Babel Fish takes its name from a very useful translation device in the Douglas Adams novel, The Hitchiker's Guide to the Galaxy. In the book, intergalactic space travelers would insert a little fish (called a babel fish) into their ear in order to understand the languages they would hear spoken on distant planets. There is a 5K size limit on the amount of text you can translate. However, one way you can use Babel Fish to translate a long document is to copy and paste sections of your document, and just translate each section one at a time.
For offline translations, you can order and download Systranet for the Web translation software (which supports bidirectional translation for English, French, Italian, Portuguese, and Spanish) directly from a link of the Babel Fish service page for $49. You can also order the software on CD-ROM for $69. The software runs under Windows platforms and requires 20MB of hard disk space.
Integrating Translated Content with HTML
If you are backtracking to translate a large number of existing Web pages, it may sound like a timesaver to hand off all HTML pages to your translator and then ask for them to be returned with all of the translatable text in place. However, you run the risk of inadvertently exposing your JavaScript scripting, ASP or PHP code to accidental translation—and time-consuming troubleshooting.

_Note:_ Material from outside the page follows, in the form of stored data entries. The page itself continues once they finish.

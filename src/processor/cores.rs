//! Worker core slots.
//!
//! A core is one unit of task concurrency on a processor. Slot state is a
//! small table behind a mutex; the requestor asks for an idle core before
//! requesting work and binds the assigned task to it.

use parking_lot::Mutex;

use crate::models::TaskId;
use crate::protocol::{CoreAssignment, CoreReport};

#[derive(Debug, Clone)]
pub struct CoreSlot {
    pub code: String,
    pub core_id: Option<i64>,
    pub current_task: Option<TaskId>,
}

pub struct CoreSlots {
    slots: Mutex<Vec<CoreSlot>>,
}

impl CoreSlots {
    /// Create `count` cores named `core-1..core-N`.
    pub fn new(count: u32) -> Self {
        let slots = (1..=count)
            .map(|i| CoreSlot {
                code: format!("core-{i}"),
                core_id: None,
                current_task: None,
            })
            .collect();
        Self {
            slots: Mutex::new(slots),
        }
    }

    /// Reports for the next heartbeat.
    pub fn reports(&self) -> Vec<CoreReport> {
        self.slots
            .lock()
            .iter()
            .map(|slot| CoreReport {
                code: slot.code.clone(),
                core_id: slot.core_id,
                current_task: slot.current_task,
            })
            .collect()
    }

    /// Adopt dispatcher-assigned core ids.
    pub fn adopt_assignments(&self, assignments: &[CoreAssignment]) {
        let mut slots = self.slots.lock();
        for assignment in assignments {
            if let Some(slot) = slots.iter_mut().find(|s| s.code == assignment.code) {
                slot.core_id = Some(assignment.core_id);
            }
        }
    }

    /// Code of an idle core, if any.
    pub fn idle_core(&self) -> Option<String> {
        self.slots
            .lock()
            .iter()
            .find(|s| s.current_task.is_none())
            .map(|s| s.code.clone())
    }

    pub fn bind(&self, code: &str, task_id: TaskId) {
        if let Some(slot) = self.slots.lock().iter_mut().find(|s| s.code == code) {
            slot.current_task = Some(task_id);
        }
    }

    pub fn release(&self, task_id: TaskId) {
        if let Some(slot) = self
            .slots
            .lock()
            .iter_mut()
            .find(|s| s.current_task == Some(task_id))
        {
            slot.current_task = None;
        }
    }

    pub fn busy_count(&self) -> usize {
        self.slots
            .lock()
            .iter()
            .filter(|s| s.current_task.is_some())
            .count()
    }
}

#[cfg(test)]
mod tests {
    use super::*;

    #[test]
    fn test_bind_and_release() {
        let cores = CoreSlots::new(2);
        assert_eq!(cores.reports().len(), 2);

        let idle = cores.idle_core().unwrap();
        cores.bind(&idle, 42);
        assert_eq!(cores.busy_count(), 1);
        // the other core is offered next
        assert_ne!(cores.idle_core().unwrap(), idle);

        cores.release(42);
        assert_eq!(cores.busy_count(), 0);
    }

    #[test]
    fn test_adopt_assignments_matches_by_code() {
        let cores = CoreSlots::new(2);
        cores.adopt_assignments(&[CoreAssignment {
            code: "core-2".into(),
            core_id: 77,
        }]);
        let reports = cores.reports();
        assert_eq!(reports[0].core_id, None);
        assert_eq!(reports[1].core_id, Some(77));
    }
}
//! Immutable pipeline templates.

use serde::{Deserialize, Serialize};
use std::collections::HashMap;

/// A static pipeline template: an ordered list of process definitions,
/// validated once and immutable afterwards.
#[derive(Debug, Clone, Serialize, Deserialize)]
pub struct SourceCode {
    pub id: i64,
    /// Human-readable unique identifier, e.g. `"assembly-line-1.0"`.
    pub uid: String,
    pub processes: Vec<Process>,
    /// Inline variable groups: group key -> (variable key -> variant spec).
    #[serde(default)]
    pub inline: HashMap<String, HashMap<String, String>>,
}

impl SourceCode {
    /// Validate the template before it may be instantiated.
    pub fn validate(&self) -> Result<(), String> {
        if self.processes.is_empty() {
            return Err(format!("SourceCode '{}' has no processes", self.uid));
        }
        let mut seen = std::collections::HashSet::new();
        for process in self.iter_all_processes() {
            if !seen.insert(process.code.as_str()) {
                return Err(format!(
                    "SourceCode '{}' declares duplicate process code '{}'",
                    self.uid, process.code
                ));
            }
        }
        Ok(())
    }

    pub fn find_process(&self, code: &str) -> Option<&Process> {
        self.iter_all_processes().find(|p| p.code == code)
    }

    /// Depth-first iteration over every process, nested ones included.
    pub fn iter_all_processes(&self) -> impl Iterator<Item = &Process> {
        let mut stack: Vec<&Process> = self.processes.iter().rev().collect();
        std::iter::from_fn(move || {
            let next = stack.pop()?;
            stack.extend(next.sub_processes.iter().rev());
            Some(next)
        })
    }
}

/// One template node; maps to one or more tasks at runtime.
#[derive(Debug, Clone, Serialize, Deserialize)]
pub struct Process {
    pub code: String,
    pub name: String,
    /// Code of the function this process executes. Codes under the `mh.`
    /// prefix are dispatcher-internal and never leave the dispatcher.
    pub function_code: String,
    #[serde(default)]
    pub logic: ProcessLogic,
    #[serde(default)]
    pub inputs: Vec<VariableDecl>,
    #[serde(default)]
    pub outputs: Vec<VariableDecl>,
    /// How many times an errored task may be re-offered before it breaks.
    #[serde(default = "default_tries")]
    pub tries_after_error: u32,
    /// Name of a variable that must be inited for this process to run.
    #[serde(default)]
    pub condition: Option<String>,
    #[serde(default)]
    pub skip_policy: SkipPolicy,
    #[serde(default)]
    pub metas: Vec<Meta>,
    #[serde(default)]
    pub sub_processes: Vec<Process>,
}

fn default_tries() -> u32 {
    1
}

impl Process {
    pub fn meta_value(&self, key: &str) -> Option<&str> {
        self.metas
            .iter()
            .find(|m| m.key == key)
            .map(|m| m.value.as_str())
    }

    pub fn meta_is_true(&self, key: &str) -> bool {
        self.meta_value(key)
            .is_some_and(|v| v.eq_ignore_ascii_case("true"))
    }

    pub fn is_internal_function(&self) -> bool {
        self.function_code.starts_with("mh.")
    }
}

/// Chaining discipline for a process's sub-processes.
#[derive(Debug, Clone, Copy, PartialEq, Eq, Serialize, Deserialize)]
#[serde(rename_all = "snake_case")]
pub enum ProcessLogic {
    /// Each sub-process depends on the previous one.
    Sequential,
    /// All sub-processes share the same predecessor.
    Parallel,
}

impl Default for ProcessLogic {
    fn default() -> Self {
        Self::Sequential
    }
}

/// What to do when a process's condition does not hold at production time.
#[derive(Debug, Clone, Copy, PartialEq, Eq, Serialize, Deserialize)]
#[serde(rename_all = "snake_case")]
pub enum SkipPolicy {
    /// Produce the task regardless; the condition is advisory.
    Execute,
    /// Drop the task and splice its ancestors to its descendants.
    Skip,
}

impl Default for SkipPolicy {
    fn default() -> Self {
        Self::Execute
    }
}

/// Declared input or output of a process.
#[derive(Debug, Clone, PartialEq, Eq, Serialize, Deserialize)]
pub struct VariableDecl {
    pub name: String,
    #[serde(default)]
    pub global: bool,
}

/// Free-form key/value attached to a process definition.
#[derive(Debug, Clone, PartialEq, Eq, Serialize, Deserialize)]
pub struct Meta {
    pub key: String,
    pub value: String,
}

impl Meta {
    pub fn new(key: impl Into<String>, value: impl Into<String>) -> Self {
        Self {
            key: key.into(),
            value: value.into(),
        }
    }
}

One good alternative approach is to extract only the necessary text from the body of your documents, and ship those off for translation. If you don't have originals of your Web page content available in a word processing format, both Netscape and Internet Explorer's File Save options include the capability to save a page in a plain-text format. Although this method is more manual and time-consuming on your end, it will save you time in the end in terms of avoiding potential corruption to your code.
In addition to the main body of your content, you'll also want to ensure that all text that appears as part of graphics—from search buttons to splash page imagery—is translated as necessary. Remember, too, to translate <ALT> text (for text-based browsers) and <META> tags (for better treatment by search engines).
Once you obtain your translated content, you'll need to consider whether it has any impact on your graphic design. In general, text that is translated from English to European languages such as German or Italian tends to expand greatly in length. This can pose an issue, for example, when translating a long row of horizontally arrayed navigation buttons in a masthead. If it was a struggle to fit in all of the English wording, how do you accommodate even longer wording in another language within the same dimensions? In contrast, content translated from English into Asian languages tends to conserve space. Do your pages look too empty without all that text?